- Opening Delimiter -
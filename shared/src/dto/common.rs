use crate::error::{Result, SharedError};
use serde::{Deserialize, Serialize};
use std::borrow::Cow;
use std::collections::BTreeMap;
use validator::{ValidationError, ValidationErrors};

/// List endpoint body; the backend returns either a bare array or a
/// `{ "data": [...] }` envelope depending on the resource
#[derive(Debug, Clone, Serialize, Deserialize, PartialEq)]
#[serde(untagged)]
pub enum ListResponse<T> {
    Bare(Vec<T>),
    Wrapped { data: Vec<T> },
}

impl<T> ListResponse<T> {
    pub fn into_items(self) -> Vec<T> {
        match self {
            ListResponse::Bare(items) => items,
            ListResponse::Wrapped { data } => data,
        }
    }
}

/// Single-record body, `{ "data": {...} }`
#[derive(Debug, Clone, Serialize, Deserialize, PartialEq)]
pub struct DataResponse<T> {
    pub data: T,
}

/// Common error response
#[derive(Debug, Clone, Serialize, Deserialize)]
pub struct ErrorResponse {
    /// Error message
    pub error: String,
}

/// Builds a validation error carrying a user-facing message.
pub fn field_error(code: &'static str, message: &'static str) -> ValidationError {
    let mut err = ValidationError::new(code);
    err.message = Some(Cow::Borrowed(message));
    err
}

/// First message reported for each field, keyed by field name.
pub fn first_messages(errors: &ValidationErrors) -> BTreeMap<String, String> {
    errors
        .field_errors()
        .into_iter()
        .filter_map(|(field, errs)| {
            errs.first().map(|err| {
                let message = err
                    .message
                    .as_ref()
                    .map(|m| m.to_string())
                    .unwrap_or_else(|| err.code.to_string());
                (field.to_string(), message)
            })
        })
        .collect()
}

/// Forms that report every failed rule at once, for inline field messages.
pub trait FormCheck {
    /// Every failed rule; empty when the form can be submitted.
    fn check(&self) -> ValidationErrors;

    fn field_errors(&self) -> BTreeMap<String, String> {
        first_messages(&self.check())
    }

    fn is_valid(&self) -> bool {
        self.check().errors().is_empty()
    }

    fn ensure_valid(&self) -> Result<()> {
        let errors = self.check();
        if errors.errors().is_empty() {
            Ok(())
        } else {
            Err(SharedError::from(errors))
        }
    }
}
use serde::{Deserialize, Serialize};
use std::fmt;

/// A trainer as returned by `/trainers`. Only `id` and `name` are
/// guaranteed; the detail endpoint fills in the rest.
#[derive(Debug, Clone, Default, Serialize, Deserialize, PartialEq)]
pub struct Trainer {
    pub id: i64,

    pub name: String,

    /// Photo URL
    #[serde(default, skip_serializing_if = "Option::is_none")]
    pub photo: Option<String>,

    #[serde(default, skip_serializing_if = "Option::is_none")]
    pub email: Option<String>,

    #[serde(default, skip_serializing_if = "Option::is_none")]
    pub phone: Option<String>,

    #[serde(default, skip_serializing_if = "Option::is_none")]
    pub gender: Option<String>,

    #[serde(default, skip_serializing_if = "Option::is_none")]
    pub date_of_birth: Option<String>,

    /// Free text, e.g. "Yoga, Pilates"
    #[serde(default, skip_serializing_if = "Option::is_none")]
    pub specialties: Option<String>,

    #[serde(default, skip_serializing_if = "Option::is_none")]
    pub hire_date: Option<String>,

    #[serde(default, skip_serializing_if = "Option::is_none")]
    pub status: Option<String>,

    #[serde(default, skip_serializing_if = "Option::is_none")]
    pub address: Option<TrainerAddress>,
}

#[derive(Debug, Clone, Default, Serialize, Deserialize, PartialEq)]
pub struct TrainerAddress {
    #[serde(default)]
    pub street: Option<String>,
    #[serde(default)]
    pub city: Option<String>,
}

impl TrainerAddress {
    /// "street city", with missing parts left blank
    pub fn line(&self) -> String {
        format!(
            "{} {}",
            self.street.as_deref().unwrap_or(""),
            self.city.as_deref().unwrap_or("")
        )
    }
}

impl Trainer {
    /// Labelled detail rows for the trainer page, skipping empty values.
    pub fn detail_rows(&self) -> Vec<(&'static str, String)> {
        let candidates = [
            ("Gender", self.gender.clone()),
            ("Birth Date", self.date_of_birth.clone()),
            ("Hire Date", self.hire_date.clone()),
            ("Status", self.status.clone()),
            ("Specialties", self.specialties.clone()),
            ("Address", self.address.as_ref().map(TrainerAddress::line)),
        ];

        candidates
            .into_iter()
            .filter_map(|(label, value)| value.filter(|v| !v.is_empty()).map(|v| (label, v)))
            .collect()
    }
}

#[derive(Debug, Clone, Copy, Default, Serialize, Deserialize, PartialEq, Eq)]
#[serde(rename_all = "lowercase")]
pub enum TrainerStatus {
    #[default]
    Active,
    Inactive,
}

impl fmt::Display for TrainerStatus {
    fn fmt(&self, f: &mut fmt::Formatter<'_>) -> fmt::Result {
        match self {
            TrainerStatus::Active => write!(f, "active"),
            TrainerStatus::Inactive => write!(f, "inactive"),
        }
    }
}

/// Roster card for a trainer, as edited through the trainer dialog
#[derive(Debug, Clone, Serialize, Deserialize, PartialEq)]
pub struct TrainerProfile {
    pub id: i64,
    pub name: String,
    pub email: String,
    pub phone: String,
    pub specialties: Vec<String>,
    pub rating: f64,
    pub sessions: u32,
    pub status: TrainerStatus,
    pub avatar: String,
}

#[cfg(test)]
mod tests {
    use super::*;
    use pretty_assertions::assert_eq;

    #[test]
    fn test_list_entry_needs_only_id_and_name() {
        let trainer: Trainer = serde_json::from_str(r#"{"id": 4, "name": "Lee"}"#).unwrap();
        assert_eq!(trainer, Trainer { id: 4, name: "Lee".to_string(), ..Trainer::default() });
        assert!(trainer.detail_rows().is_empty());
    }

    #[test]
    fn test_detail_rows_skip_blank_values() {
        let json = r#"{
            "id": 4,
            "name": "Lee",
            "email": "lee@gym.io",
            "gender": "female",
            "hire_date": "",
            "specialties": "Yoga, Pilates",
            "address": {"city": "Cairo"}
        }"#;
        let trainer: Trainer = serde_json::from_str(json).unwrap();
        assert_eq!(
            trainer.detail_rows(),
            vec![
                ("Gender", "female".to_string()),
                ("Specialties", "Yoga, Pilates".to_string()),
                ("Address", " Cairo".to_string()),
            ]
        );
    }

    #[test]
    fn test_status_serialization() {
        assert_eq!(serde_json::to_string(&TrainerStatus::Inactive).unwrap(), "\"inactive\"");
        assert_eq!(TrainerStatus::default().to_string(), "active");
    }
}
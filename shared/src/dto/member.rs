use crate::models::member::{split_full_name, Member, MemberStatus};
use chrono::{NaiveDate, Utc};
use serde::{Deserialize, Serialize};

pub const DEFAULT_PLAN: &str = "basic";

/// Add/edit member dialog
#[derive(Debug, Clone, Serialize, Deserialize, PartialEq)]
pub struct MemberForm {
    pub first_name: String,
    pub last_name: String,
    pub email: String,
    pub phone: String,
    /// Lowercase plan key, e.g. "basic"
    pub plan: String,
}

impl Default for MemberForm {
    fn default() -> Self {
        Self {
            first_name: String::new(),
            last_name: String::new(),
            email: String::new(),
            phone: String::new(),
            plan: DEFAULT_PLAN.to_string(),
        }
    }
}

impl MemberForm {
    pub fn open(editing: Option<&Member>) -> Self {
        match editing {
            Some(member) => {
                let (first_name, last_name) = split_full_name(&member.name);
                Self {
                    first_name,
                    last_name,
                    email: member.email.clone(),
                    phone: member.phone.clone(),
                    plan: member.plan.to_lowercase(),
                }
            }
            None => Self::default(),
        }
    }

    /// Builds the member record to save. New members get a provisional id
    /// from the current time and today's join date.
    pub fn into_member(self, editing: Option<&Member>, today: NaiveDate) -> Member {
        Member {
            id: editing
                .map(|m| m.id)
                .unwrap_or_else(|| Utc::now().timestamp_millis()),
            name: format!("{} {}", self.first_name, self.last_name),
            email: self.email,
            phone: self.phone,
            plan: capitalize(&self.plan),
            status: editing.map(|m| m.status).unwrap_or(MemberStatus::Active),
            join_date: editing
                .map(|m| m.join_date.clone())
                .filter(|d| !d.is_empty())
                .unwrap_or_else(|| today.format("%b %-d, %Y").to_string()),
            avatar: editing.and_then(|m| m.avatar.clone()),
        }
    }
}

fn capitalize(word: &str) -> String {
    let mut chars = word.chars();
    match chars.next() {
        Some(first) => first.to_uppercase().chain(chars).collect(),
        None => String::new(),
    }
}
use crate::dto::common::{field_error, FormCheck};
use lazy_static::lazy_static;
use regex::Regex;
use serde::{Deserialize, Serialize};
use validator::{Validate, ValidationError, ValidationErrors};

lazy_static! {
    static ref PHONE_REGEX: Regex = Regex::new(r"^[\d\s\-+()]+$").unwrap();
}

/// Member-facing plan subscription form
#[derive(Debug, Clone, Default, Serialize, Deserialize, Validate, PartialEq)]
pub struct SubscriptionForm {
    #[validate(custom(function = "validate_full_name"))]
    pub full_name: String,

    #[validate(custom(function = "validate_phone"))]
    pub phone: String,

    #[validate(length(min = 1, message = "Please select your gender"))]
    pub gender: String,

    /// `YYYY-MM-DD`
    #[validate(length(min = 1, message = "Date of birth is required"))]
    pub date_of_birth: String,

    #[serde(default)]
    pub height: String,

    #[serde(default)]
    pub weight: String,

    #[serde(default)]
    pub blood_type: String,

    #[validate(length(min = 1, message = "Select a payment method"))]
    pub payment_method: String,
}

impl SubscriptionForm {
    /// Form for a signed-in user, with the account name prefilled.
    pub fn for_user(name: Option<&str>) -> Self {
        Self {
            full_name: name.unwrap_or_default().to_string(),
            ..Self::default()
        }
    }
}

impl FormCheck for SubscriptionForm {
    fn check(&self) -> ValidationErrors {
        self.validate().err().unwrap_or_else(ValidationErrors::new)
    }
}

fn validate_full_name(name: &String) -> Result<(), ValidationError> {
    if name.trim().is_empty() {
        return Err(field_error("required", "Full name is required"));
    }
    Ok(())
}

fn validate_phone(phone: &String) -> Result<(), ValidationError> {
    if phone.trim().is_empty() {
        return Err(field_error("required", "Phone number is required"));
    }
    if !PHONE_REGEX.is_match(phone) {
        return Err(field_error("format", "Enter a valid phone number"));
    }
    Ok(())
}
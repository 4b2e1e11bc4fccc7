use crate::api::GymApi;
use log::{info, warn};
use shared::Trainer;

/// What the trainer page shows
#[derive(Debug, Clone, PartialEq)]
pub enum TrainerDetails {
    /// The route id is missing, zero or not a number
    Invalid,
    NotFound,
    Loaded(Trainer),
}

impl TrainerDetails {
    pub fn message(&self) -> Option<&'static str> {
        match self {
            TrainerDetails::Invalid => Some("Invalid trainer"),
            TrainerDetails::NotFound => Some("Trainer not found"),
            TrainerDetails::Loaded(_) => None,
        }
    }
}

/// Parses the `:id` route segment; zero counts as no id.
pub fn parse_trainer_id(raw: &str) -> Option<i64> {
    raw.trim().parse::<i64>().ok().filter(|id| *id != 0)
}

/// Trainer details page
pub struct TrainerDetailsScreen<A: GymApi> {
    api: A,
    details: Option<TrainerDetails>,
}

impl<A: GymApi> TrainerDetailsScreen<A> {
    pub fn new(api: A) -> Self {
        Self { api, details: None }
    }

    /// `None` while nothing has been loaded yet
    pub fn details(&self) -> Option<&TrainerDetails> {
        self.details.as_ref()
    }

    pub async fn load(&mut self, raw_id: &str) -> &TrainerDetails {
        let details = match parse_trainer_id(raw_id) {
            None => TrainerDetails::Invalid,
            Some(id) => match self.api.get_trainer(id).await {
                Ok(trainer) => {
                    info!("Loaded trainer {}", id);
                    TrainerDetails::Loaded(trainer)
                }
                Err(e) => {
                    warn!("Failed to fetch trainer {}: {}", id, e);
                    TrainerDetails::NotFound
                }
            },
        };
        self.details.insert(details)
    }
}

#[cfg(test)]
mod tests {
    use super::*;
    use pretty_assertions::assert_eq;

    #[test]
    fn test_parse_trainer_id() {
        assert_eq!(parse_trainer_id("12"), Some(12));
        assert_eq!(parse_trainer_id(" 7 "), Some(7));
        assert_eq!(parse_trainer_id("0"), None);
        assert_eq!(parse_trainer_id(""), None);
        assert_eq!(parse_trainer_id("abc"), None);
    }

    #[test]
    fn test_messages() {
        assert_eq!(TrainerDetails::Invalid.message(), Some("Invalid trainer"));
        assert_eq!(TrainerDetails::NotFound.message(), Some("Trainer not found"));
        assert_eq!(TrainerDetails::Loaded(Trainer::default()).message(), None);
    }
}
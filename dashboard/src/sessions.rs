use crate::api::{GymApi, SaveRequest};
use crate::notice::Notice;
use chrono::NaiveDate;
use log::{error, info, warn};
use serde::Serialize;
use shared::session_window::today;
use shared::{Category, Result, Session, SessionForm, SessionStatus, SharedError, Trainer};

pub const NO_TRAINER: &str = "No trainer";
pub const NO_CATEGORY: &str = "No category";

/// One line of the sessions list, with display fallbacks applied
#[derive(Debug, Clone, PartialEq, Serialize)]
pub struct SessionRow {
    pub id: i64,
    pub name: String,
    pub trainer_name: String,
    pub trainer_photo: Option<String>,
    pub category_name: String,
    pub start_date: String,
    pub end_date: String,
    pub booked: usize,
    pub capacity: u32,
    pub fill_percent: f64,
    pub status: SessionStatus,
}

impl From<&Session> for SessionRow {
    fn from(session: &Session) -> Self {
        Self {
            id: session.id,
            name: session.name.clone(),
            trainer_name: non_blank(session.trainer_name.as_deref()).unwrap_or(NO_TRAINER).to_string(),
            trainer_photo: session.trainer.as_ref().and_then(|t| t.photo.clone()),
            category_name: non_blank(session.category_name.as_deref()).unwrap_or(NO_CATEGORY).to_string(),
            start_date: session.start_date.clone(),
            end_date: session.end_date.clone(),
            booked: session.booked(),
            capacity: session.capacity,
            fill_percent: session.fill_percent(),
            status: session.status,
        }
    }
}

fn non_blank(value: Option<&str>) -> Option<&str> {
    value.filter(|v| !v.is_empty())
}

/// State behind the sessions screen: the lists, and which session is being
/// edited or deleted.
pub struct SessionsScreen<A: GymApi> {
    api: A,
    sessions: Vec<Session>,
    trainers: Vec<Trainer>,
    categories: Vec<Category>,
    editing: Option<Session>,
    deleting: Option<Session>,
    form_open: bool,
}

impl<A: GymApi> SessionsScreen<A> {
    pub fn new(api: A) -> Self {
        Self {
            api,
            sessions: Vec::new(),
            trainers: Vec::new(),
            categories: Vec::new(),
            editing: None,
            deleting: None,
            form_open: false,
        }
    }

    pub fn sessions(&self) -> &[Session] {
        &self.sessions
    }

    pub fn rows(&self) -> Vec<SessionRow> {
        self.sessions.iter().map(SessionRow::from).collect()
    }

    pub fn trainers(&self) -> &[Trainer] {
        &self.trainers
    }

    pub fn categories(&self) -> &[Category] {
        &self.categories
    }

    pub fn editing(&self) -> Option<&Session> {
        self.editing.as_ref()
    }

    pub fn deleting(&self) -> Option<&Session> {
        self.deleting.as_ref()
    }

    pub fn is_form_open(&self) -> bool {
        self.form_open
    }

    /// Fetches sessions, trainers and categories.
    ///
    /// Trainer and category failures leave those lists empty; only a session
    /// failure is reported.
    pub async fn load(&mut self) -> Option<Notice> {
        self.trainers = self.api.list_trainers().await.unwrap_or_else(|e| {
            warn!("Failed to fetch trainers: {}", e);
            Vec::new()
        });
        self.categories = self.api.list_categories().await.unwrap_or_else(|e| {
            warn!("Failed to fetch categories: {}", e);
            Vec::new()
        });

        match self.api.list_sessions().await {
            Ok(sessions) => {
                info!("Loaded {} sessions", sessions.len());
                self.sessions = sessions;
                None
            }
            Err(e) => {
                error!("Failed to fetch sessions: {}", e);
                Some(Notice::error("Error", "Failed to fetch sessions."))
            }
        }
    }

    /// Opens the dialog for a new session.
    pub fn open_create(&mut self) -> SessionForm {
        self.editing = None;
        self.form_open = true;
        SessionForm::blank(&self.trainers, &self.categories)
    }

    /// Opens the dialog prefilled with an existing session.
    pub fn open_edit(&mut self, id: i64) -> Result<SessionForm> {
        let session = self.find(id)?.clone();
        let form = SessionForm::from_session(&session);
        self.editing = Some(session);
        self.form_open = true;
        Ok(form)
    }

    pub fn close_form(&mut self) {
        self.form_open = false;
        self.editing = None;
    }

    /// Validates and saves the dialog contents.
    ///
    /// The dialog stays open on any failure so the user can correct it.
    pub async fn submit(&mut self, form: &SessionForm) -> Notice {
        self.submit_on(form, today()).await
    }

    pub async fn submit_on(&mut self, form: &SessionForm, today: NaiveDate) -> Notice {
        let payload = match form.build_payload_on(self.editing.as_ref(), today) {
            Ok(payload) => payload,
            Err(e) => {
                warn!("Session form rejected: {}", e);
                return Notice::error("Invalid session", e.to_string());
            }
        };

        let request = SaveRequest::for_payload(payload);
        let saved = match self.api.save_session(&request).await {
            Ok(saved) => saved,
            Err(e) => {
                error!("Failed to save session '{}': {}", request.payload.name, e);
                return Notice::error("Error", "Failed to save session.");
            }
        };

        let notice = if request.is_update() {
            match self.sessions.iter_mut().find(|s| Some(s.id) == request.payload.id) {
                Some(slot) => *slot = saved,
                None => {
                    warn!("Updated session {} is no longer listed; appending it", saved.id);
                    self.sessions.push(saved);
                }
            }
            Notice::success("Updated", format!("{} updated successfully.", request.payload.name))
        } else {
            self.sessions.push(saved);
            Notice::success("Created", format!("{} created successfully.", request.payload.name))
        };

        self.close_form();
        notice
    }

    /// Marks a session for deletion pending confirmation.
    pub fn request_delete(&mut self, id: i64) -> Result<()> {
        self.deleting = Some(self.find(id)?.clone());
        Ok(())
    }

    pub fn cancel_delete(&mut self) {
        self.deleting = None;
    }

    /// Deletes the session marked by [`SessionsScreen::request_delete`].
    pub async fn confirm_delete(&mut self) -> Option<Notice> {
        let target = self.deleting.as_ref()?;
        let (id, name) = (target.id, target.name.clone());

        match self.api.delete_session(id).await {
            Ok(()) => {
                self.sessions.retain(|s| s.id != id);
                self.deleting = None;
                info!("Deleted session {} ({})", id, name);
                Some(Notice::success("Deleted", format!("{} deleted.", name)))
            }
            Err(e) => {
                error!("Failed to delete session {}: {}", id, e);
                Some(Notice::error("Error", "Failed to delete session."))
            }
        }
    }

    fn find(&self, id: i64) -> Result<&Session> {
        self.sessions
            .iter()
            .find(|s| s.id == id)
            .ok_or_else(|| SharedError::NotFound(format!("session {}", id)))
    }
}

#[cfg(test)]
mod tests {
    use super::*;
    use pretty_assertions::assert_eq;

    fn session() -> Session {
        Session {
            id: 1,
            name: "Spin".to_string(),
            trainer_id: 2,
            category_id: 3,
            start_date: "2024-06-01 18:00:00".to_string(),
            end_date: "2024-06-01 19:00:00".to_string(),
            capacity: 4,
            status: SessionStatus::Upcoming,
            trainer_name: Some(String::new()),
            category_name: None,
            trainer: Some(Trainer {
                id: 2,
                name: "Lee".to_string(),
                photo: Some("https://img/lee.png".to_string()),
                ..Trainer::default()
            }),
            members: vec![serde_json::json!({"id": 9})],
        }
    }

    #[test]
    fn test_row_fallbacks() {
        let row = SessionRow::from(&session());
        assert_eq!(row.trainer_name, NO_TRAINER);
        assert_eq!(row.category_name, NO_CATEGORY);
        assert_eq!(row.trainer_photo.as_deref(), Some("https://img/lee.png"));
        assert_eq!(row.booked, 1);
        assert_eq!(row.fill_percent, 25.0);
    }

    #[test]
    fn test_row_keeps_backend_names() {
        let mut s = session();
        s.trainer_name = Some("Lee".to_string());
        s.category_name = Some("Cardio".to_string());
        let row = SessionRow::from(&s);
        assert_eq!(row.trainer_name, "Lee");
        assert_eq!(row.category_name, "Cardio");
    }
}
- Closing Delimiter -
REQUIRED ACTION » Each line above with the word "lists" must be returned.

EXERCISE ANSWER »
/// State behind the sessions screen: the lists, and which session is being
    /// Trainer and category failures leave those lists empty; only a session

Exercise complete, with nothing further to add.